Your instructions: Give the entries again in full. Nothing may be altered.

Dataset extract:
^^^^^^^^^^^^^^^^

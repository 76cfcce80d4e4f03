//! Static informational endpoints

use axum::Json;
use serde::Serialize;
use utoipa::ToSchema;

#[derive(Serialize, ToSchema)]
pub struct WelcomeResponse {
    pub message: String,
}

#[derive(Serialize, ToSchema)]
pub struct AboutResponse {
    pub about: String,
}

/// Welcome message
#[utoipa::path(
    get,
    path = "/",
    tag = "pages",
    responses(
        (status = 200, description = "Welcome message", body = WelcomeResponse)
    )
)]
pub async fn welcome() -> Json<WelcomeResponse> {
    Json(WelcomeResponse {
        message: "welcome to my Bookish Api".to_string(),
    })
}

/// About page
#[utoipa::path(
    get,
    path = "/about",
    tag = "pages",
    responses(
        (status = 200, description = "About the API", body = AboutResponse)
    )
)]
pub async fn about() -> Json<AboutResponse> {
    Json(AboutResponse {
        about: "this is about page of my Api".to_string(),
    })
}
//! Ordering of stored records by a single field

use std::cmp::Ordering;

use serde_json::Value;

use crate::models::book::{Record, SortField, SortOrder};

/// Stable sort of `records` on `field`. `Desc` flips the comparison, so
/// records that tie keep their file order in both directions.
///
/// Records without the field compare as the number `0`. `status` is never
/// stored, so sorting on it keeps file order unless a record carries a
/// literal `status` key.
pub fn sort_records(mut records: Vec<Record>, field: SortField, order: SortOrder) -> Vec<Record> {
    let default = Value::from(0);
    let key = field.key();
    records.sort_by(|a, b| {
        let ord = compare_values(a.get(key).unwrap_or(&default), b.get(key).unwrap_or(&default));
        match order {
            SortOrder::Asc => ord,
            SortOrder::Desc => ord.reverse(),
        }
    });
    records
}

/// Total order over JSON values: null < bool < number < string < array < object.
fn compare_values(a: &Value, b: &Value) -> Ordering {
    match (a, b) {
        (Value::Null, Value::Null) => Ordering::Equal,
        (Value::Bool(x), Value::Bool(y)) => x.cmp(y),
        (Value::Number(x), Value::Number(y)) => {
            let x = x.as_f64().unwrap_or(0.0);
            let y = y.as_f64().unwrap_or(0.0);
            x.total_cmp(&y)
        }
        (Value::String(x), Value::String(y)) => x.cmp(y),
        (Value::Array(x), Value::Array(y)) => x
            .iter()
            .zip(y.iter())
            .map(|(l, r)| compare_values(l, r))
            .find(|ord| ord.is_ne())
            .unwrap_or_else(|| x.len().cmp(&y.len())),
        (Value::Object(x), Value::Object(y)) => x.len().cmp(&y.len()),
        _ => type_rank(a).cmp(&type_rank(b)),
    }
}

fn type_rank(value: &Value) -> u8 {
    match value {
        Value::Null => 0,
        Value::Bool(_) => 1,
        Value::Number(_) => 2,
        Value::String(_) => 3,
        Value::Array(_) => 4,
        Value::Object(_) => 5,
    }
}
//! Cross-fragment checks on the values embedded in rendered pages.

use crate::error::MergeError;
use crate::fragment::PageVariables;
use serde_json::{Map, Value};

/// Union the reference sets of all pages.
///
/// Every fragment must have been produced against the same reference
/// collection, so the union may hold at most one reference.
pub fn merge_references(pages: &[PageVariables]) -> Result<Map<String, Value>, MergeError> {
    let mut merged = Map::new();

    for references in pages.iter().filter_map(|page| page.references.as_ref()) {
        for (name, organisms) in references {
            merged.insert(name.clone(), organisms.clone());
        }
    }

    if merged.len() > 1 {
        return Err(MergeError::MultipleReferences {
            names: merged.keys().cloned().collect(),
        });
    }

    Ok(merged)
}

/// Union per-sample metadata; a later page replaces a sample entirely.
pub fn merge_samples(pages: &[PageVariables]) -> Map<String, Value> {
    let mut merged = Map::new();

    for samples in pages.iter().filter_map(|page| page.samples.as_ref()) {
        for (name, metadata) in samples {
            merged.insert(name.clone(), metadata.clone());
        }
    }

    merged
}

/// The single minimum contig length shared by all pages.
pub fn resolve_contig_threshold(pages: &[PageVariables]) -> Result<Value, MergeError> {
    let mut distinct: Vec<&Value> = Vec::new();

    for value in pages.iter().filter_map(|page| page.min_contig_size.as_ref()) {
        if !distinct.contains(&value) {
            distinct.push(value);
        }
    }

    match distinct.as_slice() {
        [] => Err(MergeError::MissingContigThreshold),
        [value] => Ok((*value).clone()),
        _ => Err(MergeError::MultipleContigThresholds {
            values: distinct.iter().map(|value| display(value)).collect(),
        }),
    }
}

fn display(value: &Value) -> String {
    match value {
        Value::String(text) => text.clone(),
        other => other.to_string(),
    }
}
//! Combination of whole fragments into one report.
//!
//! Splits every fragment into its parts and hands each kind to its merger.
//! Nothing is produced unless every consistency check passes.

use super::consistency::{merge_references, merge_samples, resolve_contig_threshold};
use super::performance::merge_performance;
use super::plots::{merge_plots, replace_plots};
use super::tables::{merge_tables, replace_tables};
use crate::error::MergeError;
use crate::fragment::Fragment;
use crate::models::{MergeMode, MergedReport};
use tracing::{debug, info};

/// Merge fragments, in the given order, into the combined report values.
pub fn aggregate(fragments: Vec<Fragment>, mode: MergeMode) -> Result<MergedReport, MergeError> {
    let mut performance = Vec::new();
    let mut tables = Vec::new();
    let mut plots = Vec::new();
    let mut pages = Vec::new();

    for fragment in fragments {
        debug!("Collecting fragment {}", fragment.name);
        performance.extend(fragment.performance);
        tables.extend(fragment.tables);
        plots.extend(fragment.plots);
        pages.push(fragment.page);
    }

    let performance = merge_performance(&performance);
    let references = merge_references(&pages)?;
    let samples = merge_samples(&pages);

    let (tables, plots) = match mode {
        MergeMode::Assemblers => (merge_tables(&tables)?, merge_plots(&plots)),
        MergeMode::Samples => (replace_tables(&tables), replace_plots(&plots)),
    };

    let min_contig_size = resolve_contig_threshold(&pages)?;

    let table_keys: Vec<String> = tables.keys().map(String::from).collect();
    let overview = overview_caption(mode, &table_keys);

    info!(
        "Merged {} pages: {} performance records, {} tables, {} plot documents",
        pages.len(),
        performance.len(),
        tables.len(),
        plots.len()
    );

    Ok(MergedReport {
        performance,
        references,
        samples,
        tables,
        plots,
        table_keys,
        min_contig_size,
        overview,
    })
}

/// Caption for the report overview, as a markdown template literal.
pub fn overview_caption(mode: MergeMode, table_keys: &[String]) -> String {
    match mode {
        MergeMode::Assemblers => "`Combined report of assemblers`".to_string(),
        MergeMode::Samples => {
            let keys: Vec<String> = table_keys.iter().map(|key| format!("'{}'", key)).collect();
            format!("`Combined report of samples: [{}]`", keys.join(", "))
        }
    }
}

^^^^^^^^^^^^^^^^

Answer section:
repository 76cfcce80d4e4f03
//! Static informational endpoints

use axum::Json;
use serde::Serialize;
use utoipa::ToSchema;

#[derive(Serialize, ToSchema)]
pub struct WelcomeResponse {
    pub message: String,
}

#[derive(Serialize, ToSchema)]
pub struct AboutResponse {
    pub about: String,
}

/// Welcome message
#[utoipa::path(
    get,
    path = "/",
    tag = "pages",
    responses(
        (status = 200, description = "Welcome message", body = WelcomeResponse)
    )
)]
pub async fn welcome() -> Json<WelcomeResponse> {
    Json(WelcomeResponse {
        message: "welcome to my Bookish Api".to_string(),
    })
}

/// About page
#[utoipa::path(
    get,
    path = "/about",
    tag = "pages",
    responses(
        (status = 200, description = "About the API", body = AboutResponse)
    )
)]
pub async fn about() -> Json<AboutResponse> {
    Json(AboutResponse {
        about: "this is about page of my Api".to_string(),
    })
}
//! Ordering of stored records by a single field

use std::cmp::Ordering;

use serde_json::Value;

use crate::models::book::{Record, SortField, SortOrder};

/// Stable sort of `records` on `field`. `Desc` flips the comparison, so
/// records that tie keep their file order in both directions.
///
/// Records without the field compare as the number `0`. `status` is never
/// stored, so sorting on it keeps file order unless a record carries a
/// literal `status` key.
pub fn sort_records(mut records: Vec<Record>, field: SortField, order: SortOrder) -> Vec<Record> {
    let default = Value::from(0);
    let key = field.key();
    records.sort_by(|a, b| {
        let ord = compare_values(a.get(key).unwrap_or(&default), b.get(key).unwrap_or(&default));
        match order {
            SortOrder::Asc => ord,
            SortOrder::Desc => ord.reverse(),
        }
    });
    records
}

/// Total order over JSON values: null < bool < number < string < array < object.
fn compare_values(a: &Value, b: &Value) -> Ordering {
    match (a, b) {
        (Value::Null, Value::Null) => Ordering::Equal,
        (Value::Bool(x), Value::Bool(y)) => x.cmp(y),
        (Value::Number(x), Value::Number(y)) => {
            let x = x.as_f64().unwrap_or(0.0);
            let y = y.as_f64().unwrap_or(0.0);
            x.total_cmp(&y)
        }
        (Value::String(x), Value::String(y)) => x.cmp(y),
        (Value::Array(x), Value::Array(y)) => x
            .iter()
            .zip(y.iter())
            .map(|(l, r)| compare_values(l, r))
            .find(|ord| ord.is_ne())
            .unwrap_or_else(|| x.len().cmp(&y.len())),
        (Value::Object(x), Value::Object(y)) => x.len().cmp(&y.len()),
        _ => type_rank(a).cmp(&type_rank(b)),
    }
}

fn type_rank(value: &Value) -> u8 {
    match value {
        Value::Null => 0,
        Value::Bool(_) => 1,
        Value::Number(_) => 2,
        Value::String(_) => 3,
        Value::Array(_) => 4,
        Value::Object(_) => 5,
    }
}
//! Cross-fragment checks on the values embedded in rendered pages.

use crate::error::MergeError;
use crate::fragment::PageVariables;
use serde_json::{Map, Value};

/// Union the reference sets of all pages.
///
/// Every fragment must have been produced against the same reference
/// collection, so the union may hold at most one reference.
pub fn merge_references(pages: &[PageVariables]) -> Result<Map<String, Value>, MergeError> {
    let mut merged = Map::new();

    for references in pages.iter().filter_map(|page| page.references.as_ref()) {
        for (name, organisms) in references {
            merged.insert(name.clone(), organisms.clone());
        }
    }

    if merged.len() > 1 {
        return Err(MergeError::MultipleReferences {
            names: merged.keys().cloned().collect(),
        });
    }

    Ok(merged)
}

/// Union per-sample metadata; a later page replaces a sample entirely.
pub fn merge_samples(pages: &[PageVariables]) -> Map<String, Value> {
    let mut merged = Map::new();

    for samples in pages.iter().filter_map(|page| page.samples.as_ref()) {
        for (name, metadata) in samples {
            merged.insert(name.clone(), metadata.clone());
        }
    }

    merged
}

/// The single minimum contig length shared by all pages.
pub fn resolve_contig_threshold(pages: &[PageVariables]) -> Result<Value, MergeError> {
    let mut distinct: Vec<&Value> = Vec::new();

    for value in pages.iter().filter_map(|page| page.min_contig_size.as_ref()) {
        if !distinct.contains(&value) {
            distinct.push(value);
        }
    }

    match distinct.as_slice() {
        [] => Err(MergeError::MissingContigThreshold),
        [value] => Ok((*value).clone()),
        _ => Err(MergeError::MultipleContigThresholds {
            values: distinct.iter().map(|value| display(value)).collect(),
        }),
    }
}

fn display(value: &Value) -> String {
    match value {
        Value::String(text) => text.clone(),
        other => other.to_string(),
    }
}
//! Combination of whole fragments into one report.
//!
//! Splits every fragment into its parts and hands each kind to its merger.
//! Nothing is produced unless every consistency check passes.

use super::consistency::{merge_references, merge_samples, resolve_contig_threshold};
use super::performance::merge_performance;
use super::plots::{merge_plots, replace_plots};
use super::tables::{merge_tables, replace_tables};
use crate::error::MergeError;
use crate::fragment::Fragment;
use crate::models::{MergeMode, MergedReport};
use tracing::{debug, info};

/// Merge fragments, in the given order, into the combined report values.
pub fn aggregate(fragments: Vec<Fragment>, mode: MergeMode) -> Result<MergedReport, MergeError> {
    let mut performance = Vec::new();
    let mut tables = Vec::new();
    let mut plots = Vec::new();
    let mut pages = Vec::new();

    for fragment in fragments {
        debug!("Collecting fragment {}", fragment.name);
        performance.extend(fragment.performance);
        tables.extend(fragment.tables);
        plots.extend(fragment.plots);
        pages.push(fragment.page);
    }

    let performance = merge_performance(&performance);
    let references = merge_references(&pages)?;
    let samples = merge_samples(&pages);

    let (tables, plots) = match mode {
        MergeMode::Assemblers => (merge_tables(&tables)?, merge_plots(&plots)),
        MergeMode::Samples => (replace_tables(&tables), replace_plots(&plots)),
    };

    let min_contig_size = resolve_contig_threshold(&pages)?;

    let table_keys: Vec<String> = tables.keys().map(String::from).collect();
    let overview = overview_caption(mode, &table_keys);

    info!(
        "Merged {} pages: {} performance records, {} tables, {} plot documents",
        pages.len(),
        performance.len(),
        tables.len(),
        plots.len()
    );

    Ok(MergedReport {
        performance,
        references,
        samples,
        tables,
        plots,
        table_keys,
        min_contig_size,
        overview,
    })
}

/// Caption for the report overview, as a markdown template literal.
pub fn overview_caption(mode: MergeMode, table_keys: &[String]) -> String {
    match mode {
        MergeMode::Assemblers => "`Combined report of assemblers`".to_string(),
        MergeMode::Samples => {
            let keys: Vec<String> = table_keys.iter().map(|key| format!("'{}'", key)).collect();
            format!("`Combined report of samples: [{}]`", keys.join(", "))
        }
    }
}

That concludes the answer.